Write the records out again, exactly as they stand below.

[[ GIVEN RECORDS open ]]

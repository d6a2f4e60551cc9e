// Copyright (c) Microsoft Corporation.
// Licensed under the MIT License.

//! The call-scoped carrier of metadata.

use std::any::Any;
use std::fmt;
use std::sync::Arc;

use crate::{Args, Metadata};

static EMPTY: Metadata = Metadata::new();

/// An immutable, parent-linked carrier of a metadata snapshot.
///
/// A `Context` is created once per unit of work (for example, one per inbound request) and is
/// passed down explicitly through every layer. Each layer derives a new context instead of
/// changing the one it received, so concurrent derivations from the same parent never interfere.
///
/// Cloning a context is cheap: it shares the parent chain.
///
/// # Examples
///
/// ```rust
/// use faultline::{Context, kv};
/// use serde_json::json;
///
/// let request = Context::background().with_meta(kv!("request" => "r-1"));
/// let repository = request.with_meta(kv!("table" => "users"));
///
/// assert_eq!(request.metadata().to_value(), json!({ "request": "r-1" }));
/// assert_eq!(repository.metadata().to_value(), json!({ "request": "r-1", "table": "users" }));
/// ```
#[derive(Clone)]
pub struct Context {
    // `None` is the "no context" value. Deriving from it yields it again.
    scope: Option<Arc<Scope>>,
}

struct Scope {
    parent: Option<Arc<Scope>>,
    payload: Payload,
}

enum Payload {
    Root,
    Snapshot(Metadata),
    Extension(Arc<dyn Any + Send + Sync>),
}

impl Context {
    /// Creates an empty root context.
    #[must_use]
    pub fn background() -> Self {
        Self {
            scope: Some(Arc::new(Scope {
                parent: None,
                payload: Payload::Root,
            })),
        }
    }

    /// Returns the "no context" value.
    ///
    /// Every derivation from it returns it unchanged and its metadata is always empty.
    #[must_use]
    pub const fn none() -> Self {
        Self { scope: None }
    }

    /// Returns `true` for the "no context" value.
    #[must_use]
    pub fn is_none(&self) -> bool {
        self.scope.is_none()
    }

    /// Derives a child context whose snapshot is this context's metadata overridden by `args`.
    ///
    /// The parent's snapshot is copied, never modified.
    #[must_use]
    pub fn with_meta(&self, args: impl Into<Args>) -> Self {
        self.derive(|| Payload::Snapshot(self.metadata().merged(args.into())))
    }

    /// Derives a child context carrying an arbitrary typed value and no snapshot.
    ///
    /// Metadata lookups pass through such scopes to the nearest ancestor with a snapshot.
    #[must_use]
    pub fn with_extension<T>(&self, value: T) -> Self
    where
        T: Any + Send + Sync,
    {
        self.derive(|| Payload::Extension(Arc::new(value)))
    }

    /// Returns the nearest extension of type `T`.
    #[must_use]
    pub fn extension<T: Any>(&self) -> Option<&T> {
        self.scopes().find_map(|scope| match &scope.payload {
            Payload::Extension(value) => value.downcast_ref::<T>(),
            _ => None,
        })
    }

    /// Returns the effective metadata: the snapshot of the nearest scope that carries one.
    ///
    /// If no scope carries a snapshot, an empty snapshot is returned.
    #[must_use]
    pub fn metadata(&self) -> &Metadata {
        self.scopes()
            .find_map(|scope| match &scope.payload {
                Payload::Snapshot(meta) => Some(meta),
                _ => None,
            })
            .unwrap_or(&EMPTY)
    }

    /// Produces a freshly owned snapshot for attaching to an error.
    ///
    /// Entries from `extra` override the context's entries on key collision. The result shares
    /// nothing with this context or with any previously produced snapshot.
    #[must_use]
    pub fn snapshot(&self, extra: impl Into<Args>) -> Metadata {
        self.metadata().merged(extra.into())
    }

    fn derive(&self, payload: impl FnOnce() -> Payload) -> Self {
        match &self.scope {
            None => Self::none(),
            Some(parent) => Self {
                scope: Some(Arc::new(Scope {
                    parent: Some(Arc::clone(parent)),
                    payload: payload(),
                })),
            },
        }
    }

    fn scopes(&self) -> impl Iterator<Item = &Scope> {
        std::iter::successors(self.scope.as_deref(), |scope| scope.parent.as_deref())
    }
}

impl Default for Context {
    fn default() -> Self {
        Self::background()
    }
}

impl fmt::Debug for Context {
    fn fmt(&self, f: &mut fmt::Formatter<'_>) -> fmt::Result {
        if self.is_none() {
            return f.write_str("Context(none)");
        }

        f.debug_struct("Context")
            .field("metadata", self.metadata())
            .field("depth", &self.scopes().count())
            .finish()
    }
}
// Copyright (c) Microsoft Corporation.
// Licensed under the MIT License.

use std::io::Write;
use std::sync::{Arc, Mutex};

use tracing_subscriber::fmt::MakeWriter;
use tracing_subscriber::layer::SubscriberExt;

/// Log capture buffer for testing.
///
/// Uses `tracing_subscriber::fmt::MakeWriter` to capture formatted log output
/// into a buffer that can be inspected in tests.
#[derive(Debug, Clone, Default)]
pub struct LogCapture {
    buffer: Arc<Mutex<Vec<u8>>>,
}

impl LogCapture {
    #[must_use]
    pub fn new() -> Self {
        Self::default()
    }

    /// Returns the captured log output as a string.
    ///
    /// # Panics
    ///
    /// Panics if another thread panicked while writing to the buffer.
    #[must_use]
    pub fn output(&self) -> String {
        String::from_utf8_lossy(&self.buffer.lock().unwrap()).to_string()
    }

    /// Returns the captured lines that contain `needle`.
    #[must_use]
    pub fn lines_containing(&self, needle: &str) -> Vec<String> {
        self.output().lines().filter(|line| line.contains(needle)).map(ToString::to_string).collect()
    }

    /// Asserts that the captured log output contains the given string.
    ///
    /// # Panics
    ///
    /// Panics if the captured log output does not contain the expected string.
    pub fn assert_contains(&self, expected: &str) {
        let output = self.output();
        assert!(
            output.contains(expected),
            "log output does not contain '{expected}', got:\n{output}"
        );
    }

    /// Asserts that the captured log output does not contain the given string.
    ///
    /// # Panics
    ///
    /// Panics if the captured log output contains the string.
    pub fn assert_not_contains(&self, unexpected: &str) {
        let output = self.output();
        assert!(
            !output.contains(unexpected),
            "log output unexpectedly contains '{unexpected}', got:\n{output}"
        );
    }

    /// Creates a `tracing_subscriber` that writes to this capture buffer.
    /// Use with `set_default()` for thread-local capture.
    #[must_use]
    pub fn subscriber(&self) -> impl tracing::Subscriber {
        tracing_subscriber::registry().with(tracing_subscriber::fmt::layer().with_writer(self.clone()).with_ansi(false))
    }
}

impl<'a> MakeWriter<'a> for LogCapture {
    type Writer = LogCaptureWriter;

    fn make_writer(&'a self) -> Self::Writer {
        LogCaptureWriter {
            buffer: Arc::clone(&self.buffer),
        }
    }
}

/// Writer that appends to a shared buffer.
#[derive(Debug)]
pub struct LogCaptureWriter {
    buffer: Arc<Mutex<Vec<u8>>>,
}

impl Write for LogCaptureWriter {
    fn write(&mut self, buf: &[u8]) -> std::io::Result<usize> {
        self.buffer.lock().unwrap().extend_from_slice(buf);
        Ok(buf.len())
    }

    fn flush(&mut self) -> std::io::Result<()> {
        Ok(())
    }
}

[[ GIVEN RECORDS closed ]]

■ RESPONSE TO THIS EXERCISE ■
repository d6a2f4e60551cc9e
// Copyright (c) Microsoft Corporation.
// Licensed under the MIT License.

//! The call-scoped carrier of metadata.

use std::any::Any;
use std::fmt;
use std::sync::Arc;

use crate::{Args, Metadata};

static EMPTY: Metadata = Metadata::new();

/// An immutable, parent-linked carrier of a metadata snapshot.
///
/// A `Context` is created once per unit of work (for example, one per inbound request) and is
/// passed down explicitly through every layer. Each layer derives a new context instead of
/// changing the one it received, so concurrent derivations from the same parent never interfere.
///
/// Cloning a context is cheap: it shares the parent chain.
///
/// # Examples
///
/// ```rust
/// use faultline::{Context, kv};
/// use serde_json::json;
///
/// let request = Context::background().with_meta(kv!("request" => "r-1"));
/// let repository = request.with_meta(kv!("table" => "users"));
///
/// assert_eq!(request.metadata().to_value(), json!({ "request": "r-1" }));
/// assert_eq!(repository.metadata().to_value(), json!({ "request": "r-1", "table": "users" }));
/// ```
#[derive(Clone)]
pub struct Context {
    // `None` is the "no context" value. Deriving from it yields it again.
    scope: Option<Arc<Scope>>,
}

struct Scope {
    parent: Option<Arc<Scope>>,
    payload: Payload,
}

enum Payload {
    Root,
    Snapshot(Metadata),
    Extension(Arc<dyn Any + Send + Sync>),
}

impl Context {
    /// Creates an empty root context.
    #[must_use]
    pub fn background() -> Self {
        Self {
            scope: Some(Arc::new(Scope {
                parent: None,
                payload: Payload::Root,
            })),
        }
    }

    /// Returns the "no context" value.
    ///
    /// Every derivation from it returns it unchanged and its metadata is always empty.
    #[must_use]
    pub const fn none() -> Self {
        Self { scope: None }
    }

    /// Returns `true` for the "no context" value.
    #[must_use]
    pub fn is_none(&self) -> bool {
        self.scope.is_none()
    }

    /// Derives a child context whose snapshot is this context's metadata overridden by `args`.
    ///
    /// The parent's snapshot is copied, never modified.
    #[must_use]
    pub fn with_meta(&self, args: impl Into<Args>) -> Self {
        self.derive(|| Payload::Snapshot(self.metadata().merged(args.into())))
    }

    /// Derives a child context carrying an arbitrary typed value and no snapshot.
    ///
    /// Metadata lookups pass through such scopes to the nearest ancestor with a snapshot.
    #[must_use]
    pub fn with_extension<T>(&self, value: T) -> Self
    where
        T: Any + Send + Sync,
    {
        self.derive(|| Payload::Extension(Arc::new(value)))
    }

    /// Returns the nearest extension of type `T`.
    #[must_use]
    pub fn extension<T: Any>(&self) -> Option<&T> {
        self.scopes().find_map(|scope| match &scope.payload {
            Payload::Extension(value) => value.downcast_ref::<T>(),
            _ => None,
        })
    }

    /// Returns the effective metadata: the snapshot of the nearest scope that carries one.
    ///
    /// If no scope carries a snapshot, an empty snapshot is returned.
    #[must_use]
    pub fn metadata(&self) -> &Metadata {
        self.scopes()
            .find_map(|scope| match &scope.payload {
                Payload::Snapshot(meta) => Some(meta),
                _ => None,
            })
            .unwrap_or(&EMPTY)
    }

    /// Produces a freshly owned snapshot for attaching to an error.
    ///
    /// Entries from `extra` override the context's entries on key collision. The result shares
    /// nothing with this context or with any previously produced snapshot.
    #[must_use]
    pub fn snapshot(&self, extra: impl Into<Args>) -> Metadata {
        self.metadata().merged(extra.into())
    }

    fn derive(&self, payload: impl FnOnce() -> Payload) -> Self {
        match &self.scope {
            None => Self::none(),
            Some(parent) => Self {
                scope: Some(Arc::new(Scope {
                    parent: Some(Arc::clone(parent)),
                    payload: payload(),
                })),
            },
        }
    }

    fn scopes(&self) -> impl Iterator<Item = &Scope> {
        std::iter::successors(self.scope.as_deref(), |scope| scope.parent.as_deref())
    }
}

impl Default for Context {
    fn default() -> Self {
        Self::background()
    }
}

impl fmt::Debug for Context {
    fn fmt(&self, f: &mut fmt::Formatter<'_>) -> fmt::Result {
        if self.is_none() {
            return f.write_str("Context(none)");
        }

        f.debug_struct("Context")
            .field("metadata", self.metadata())
            .field("depth", &self.scopes().count())
            .finish()
    }
}
// Copyright (c) Microsoft Corporation.
// Licensed under the MIT License.

use std::io::Write;
use std::sync::{Arc, Mutex};

use tracing_subscriber::fmt::MakeWriter;
use tracing_subscriber::layer::SubscriberExt;

/// Log capture buffer for testing.
///
/// Uses `tracing_subscriber::fmt::MakeWriter` to capture formatted log output
/// into a buffer that can be inspected in tests.
#[derive(Debug, Clone, Default)]
pub struct LogCapture {
    buffer: Arc<Mutex<Vec<u8>>>,
}

impl LogCapture {
    #[must_use]
    pub fn new() -> Self {
        Self::default()
    }

    /// Returns the captured log output as a string.
    ///
    /// # Panics
    ///
    /// Panics if another thread panicked while writing to the buffer.
    #[must_use]
    pub fn output(&self) -> String {
        String::from_utf8_lossy(&self.buffer.lock().unwrap()).to_string()
    }

    /// Returns the captured lines that contain `needle`.
    #[must_use]
    pub fn lines_containing(&self, needle: &str) -> Vec<String> {
        self.output().lines().filter(|line| line.contains(needle)).map(ToString::to_string).collect()
    }

    /// Asserts that the captured log output contains the given string.
    ///
    /// # Panics
    ///
    /// Panics if the captured log output does not contain the expected string.
    pub fn assert_contains(&self, expected: &str) {
        let output = self.output();
        assert!(
            output.contains(expected),
            "log output does not contain '{expected}', got:\n{output}"
        );
    }

    /// Asserts that the captured log output does not contain the given string.
    ///
    /// # Panics
    ///
    /// Panics if the captured log output contains the string.
    pub fn assert_not_contains(&self, unexpected: &str) {
        let output = self.output();
        assert!(
            !output.contains(unexpected),
            "log output unexpectedly contains '{unexpected}', got:\n{output}"
        );
    }

    /// Creates a `tracing_subscriber` that writes to this capture buffer.
    /// Use with `set_default()` for thread-local capture.
    #[must_use]
    pub fn subscriber(&self) -> impl tracing::Subscriber {
        tracing_subscriber::registry().with(tracing_subscriber::fmt::layer().with_writer(self.clone()).with_ansi(false))
    }
}

impl<'a> MakeWriter<'a> for LogCapture {
    type Writer = LogCaptureWriter;

    fn make_writer(&'a self) -> Self::Writer {
        LogCaptureWriter {
            buffer: Arc::clone(&self.buffer),
        }
    }
}

/// Writer that appends to a shared buffer.
#[derive(Debug)]
pub struct LogCaptureWriter {
    buffer: Arc<Mutex<Vec<u8>>>,
}

impl Write for LogCaptureWriter {
    fn write(&mut self, buf: &[u8]) -> std::io::Result<usize> {
        self.buffer.lock().unwrap().extend_from_slice(buf);
        Ok(buf.len())
    }

    fn flush(&mut self) -> std::io::Result<()> {
        Ok(())
    }
}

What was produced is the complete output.